Le soleil ayant séché les crevasses, nous pénétrâmes ce soir jusque dans les derniers replis de la plus profonde. Tout à coup un sanglier énorme, les défenses en arrêt, débuche de l’étroite galerie où nous sommes engagés. Le monstre me frôle de si près et me charge de si bon cœur, qu’il m’apparaît semblable à un colosse antédiluvien. Il gravit avec plus de calme l’escarpement de la crevasse ; je me retourne et puis apprécier la véritable grandeur de la bête puante. Armons les revolvers et reprenons la promenade interrompue. Les traces d’un guépard, empreintes sur la terre molle, nous conduisent à une tanière creusée dans les flancs du tumulus. Omoplates de moutons, ossements de chevaux ou de buffles, piquants de porcs-épics, s’étalent devant ce repaire. Les recoins de la caverne sont fouillés à coups de revolver ; elle est vide. Des lions authentiques tiennent parfois compagnie aux panthères et prélèvent chaque nuit la dîme royale sur les troupeaux des nomades. Le jour ils ne quittent guère la jungle située entre le Chaour et la Kerkha. C’est fort heureux pour Sliman et Mçaoud.

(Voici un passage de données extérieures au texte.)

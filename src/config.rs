use std::fs;
use std::path::{Path, PathBuf};

use serde::Deserialize;
use thiserror::Error;
use tracing::{debug, info};

use crate::dial::DEFAULT_RADIUS;
use crate::grouping::UndatedPolicy;

const CONFIG_ENV_VAR: &str = "TASKDAY_CONFIG";
const DB_ENV_VAR: &str = "TASKDAY_DB";
const APP_DIR: &str = "taskday";

#[derive(Debug, Error)]
pub enum ConfigError {
    #[error("Failed to read config '{path}': {source}")]
    Read {
        path: PathBuf,
        #[source]
        source: std::io::Error,
    },

    #[error("Failed to parse config '{path}': {source}")]
    Parse {
        path: PathBuf,
        #[source]
        source: toml::de::Error,
    },
}

/// User settings read from `config.toml`.
#[derive(Debug, Clone, PartialEq, Deserialize)]
#[serde(default, rename_all = "kebab-case")]
pub struct Config {
    /// Where the task snapshot lives; see [`Config::data_file`].
    pub data_file: Option<PathBuf>,
    /// Placement of pending tasks that have no due date.
    pub undated: UndatedPolicy,
    /// Radius of the picker's clock face, in canvas units.
    pub dial_radius: f64,
}

impl Default for Config {
    fn default() -> Self {
        Config {
            data_file: None,
            undated: UndatedPolicy::default(),
            dial_radius: DEFAULT_RADIUS,
        }
    }
}

impl Config {
    /// Loads the config from `TASKDAY_CONFIG` or the user config directory.
    ///
    /// A missing file yields the defaults.
    pub fn load() -> Result<Config, ConfigError> {
        match config_path() {
            Some(path) => Config::load_from(&path),
            None => Ok(Config::default()),
        }
    }

    pub fn load_from(path: &Path) -> Result<Config, ConfigError> {
        if !path.exists() {
            debug!(file = %path.display(), "no config file; using defaults");
            return Ok(Config::default());
        }
        let raw = fs::read_to_string(path).map_err(|source| ConfigError::Read {
            path: path.to_path_buf(),
            source,
        })?;
        let cfg = Config::parse(&raw).map_err(|source| ConfigError::Parse {
            path: path.to_path_buf(),
            source,
        })?;
        info!(file = %path.display(), "loaded config");
        Ok(cfg)
    }

    pub fn parse(raw: &str) -> Result<Config, toml::de::Error> {
        toml::from_str(raw)
    }

    /// Path of the tasks database file.
    ///
    /// The path is determined in the following order:
    /// 1. `TASKDAY_DB` environment variable.
    /// 2. `data-file` from the config.
    /// 3. `~/.local/share/taskday/tasks.json` (on Linux).
    /// 4. `./tasks.json` (fallback).
    pub fn data_file(&self) -> PathBuf {
        if let Ok(p) = std::env::var(DB_ENV_VAR) {
            return PathBuf::from(p);
        }
        if let Some(p) = &self.data_file {
            return p.clone();
        }
        match dirs::data_local_dir() {
            Some(mut p) => {
                p.push(APP_DIR);
                p.push("tasks.json");
                p
            }
            None => PathBuf::from("tasks.json"),
        }
    }
}

fn config_path() -> Option<PathBuf> {
    if let Ok(raw) = std::env::var(CONFIG_ENV_VAR) {
        let trimmed = raw.trim();
        if !trimmed.is_empty() {
            return Some(PathBuf::from(trimmed));
        }
    }
    dirs::config_dir().map(|mut p| {
        p.push(APP_DIR);
        p.push("config.toml");
        p
    })
}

Les fauves ne peuplent pas seuls les alentours de Suse. Sur l’herbe verte se promènent, panache en l’air, des dorradjs au plumage foncé, dont les formes rappellent celles des francolins. Des perdrix, petites de taille, brunes de chair, passent si nombreuses, que le bruit de leurs ailes sifflantes réveille le souvenir lointain d’un train de chemin de fer, tandis que leurs légers escadrons tachent le ciel de nuages vivants. Moins légères sont les feuilles que chassent l’automne et les premiers frimas. Mais les voilà déjà perdues dans l’atmosphère bleue. Où vont les voyageuses ? Quels climats lointains les attirent ? En vertu de quelle loi éternelle traversent-elles de génération en génération cette plaine jadis bruyante, aujourd’hui abandonnée des hommes ?

Pourquoi interroger la nature ? « Notre esprit n’enfante que des atomes au prix de l’immensité des choses, » dit Pascal.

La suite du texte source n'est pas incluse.